■ Task goal ■
For every line in the data below that contains "stack", copy the line.

■ Material provided ■
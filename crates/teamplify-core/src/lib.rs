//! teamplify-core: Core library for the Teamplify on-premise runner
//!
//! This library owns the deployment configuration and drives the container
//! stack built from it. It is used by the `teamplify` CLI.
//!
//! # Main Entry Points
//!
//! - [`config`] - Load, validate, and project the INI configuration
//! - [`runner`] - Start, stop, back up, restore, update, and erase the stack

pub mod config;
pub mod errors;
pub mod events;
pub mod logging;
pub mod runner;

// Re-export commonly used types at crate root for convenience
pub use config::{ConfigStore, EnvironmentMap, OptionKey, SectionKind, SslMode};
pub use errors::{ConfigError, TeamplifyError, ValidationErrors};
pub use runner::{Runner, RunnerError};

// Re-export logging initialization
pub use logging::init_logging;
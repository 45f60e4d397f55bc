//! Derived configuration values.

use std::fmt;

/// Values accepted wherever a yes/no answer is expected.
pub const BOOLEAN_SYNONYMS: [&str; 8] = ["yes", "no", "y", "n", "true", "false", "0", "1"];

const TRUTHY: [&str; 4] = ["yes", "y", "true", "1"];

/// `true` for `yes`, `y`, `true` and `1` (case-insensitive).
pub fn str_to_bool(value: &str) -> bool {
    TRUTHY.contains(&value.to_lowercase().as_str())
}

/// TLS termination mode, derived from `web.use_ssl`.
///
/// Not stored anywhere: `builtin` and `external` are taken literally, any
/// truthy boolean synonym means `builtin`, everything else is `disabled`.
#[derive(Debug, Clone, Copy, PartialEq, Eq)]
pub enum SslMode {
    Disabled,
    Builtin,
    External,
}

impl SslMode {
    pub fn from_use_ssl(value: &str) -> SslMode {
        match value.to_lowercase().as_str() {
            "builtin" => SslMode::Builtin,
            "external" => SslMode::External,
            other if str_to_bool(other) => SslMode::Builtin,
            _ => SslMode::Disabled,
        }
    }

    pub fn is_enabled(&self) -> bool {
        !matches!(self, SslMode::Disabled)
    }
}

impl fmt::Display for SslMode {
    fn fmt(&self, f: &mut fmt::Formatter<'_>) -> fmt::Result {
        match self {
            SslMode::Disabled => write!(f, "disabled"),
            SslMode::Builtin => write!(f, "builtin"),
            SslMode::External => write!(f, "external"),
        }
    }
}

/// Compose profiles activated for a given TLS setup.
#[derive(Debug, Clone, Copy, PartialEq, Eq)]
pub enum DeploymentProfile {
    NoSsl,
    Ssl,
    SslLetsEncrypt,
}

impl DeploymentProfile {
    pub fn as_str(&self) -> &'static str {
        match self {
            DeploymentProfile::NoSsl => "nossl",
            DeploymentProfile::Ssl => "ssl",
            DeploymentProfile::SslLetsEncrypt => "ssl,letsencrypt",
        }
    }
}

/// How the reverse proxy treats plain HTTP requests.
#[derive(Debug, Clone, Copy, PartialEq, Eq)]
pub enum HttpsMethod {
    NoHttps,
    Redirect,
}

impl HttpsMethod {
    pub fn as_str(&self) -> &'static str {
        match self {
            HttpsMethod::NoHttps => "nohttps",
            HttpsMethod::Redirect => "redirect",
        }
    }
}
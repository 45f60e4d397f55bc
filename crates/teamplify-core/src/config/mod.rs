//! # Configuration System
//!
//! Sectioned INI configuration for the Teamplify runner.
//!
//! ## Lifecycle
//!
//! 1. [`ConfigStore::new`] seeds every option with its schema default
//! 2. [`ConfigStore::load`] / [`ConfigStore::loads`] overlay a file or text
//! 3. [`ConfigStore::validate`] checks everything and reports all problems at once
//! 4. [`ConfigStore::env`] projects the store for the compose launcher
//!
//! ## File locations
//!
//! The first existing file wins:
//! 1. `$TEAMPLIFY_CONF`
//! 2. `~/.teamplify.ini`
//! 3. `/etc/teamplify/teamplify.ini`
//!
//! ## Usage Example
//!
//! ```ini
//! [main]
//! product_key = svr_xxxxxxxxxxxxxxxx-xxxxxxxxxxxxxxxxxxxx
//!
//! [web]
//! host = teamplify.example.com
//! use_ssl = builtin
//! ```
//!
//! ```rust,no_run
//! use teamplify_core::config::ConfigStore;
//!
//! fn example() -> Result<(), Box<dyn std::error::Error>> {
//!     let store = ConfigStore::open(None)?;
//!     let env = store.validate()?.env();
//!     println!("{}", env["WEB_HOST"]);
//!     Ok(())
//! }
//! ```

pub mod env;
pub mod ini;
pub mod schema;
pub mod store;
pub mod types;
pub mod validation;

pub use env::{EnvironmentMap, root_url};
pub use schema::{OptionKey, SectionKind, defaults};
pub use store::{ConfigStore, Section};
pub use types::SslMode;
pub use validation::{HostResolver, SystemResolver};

■ Task output ■
//! stack built from it. It is used by the `teamplify` CLI.
//! - [`runner`] - Start, stop, back up, restore, update, and erase the stack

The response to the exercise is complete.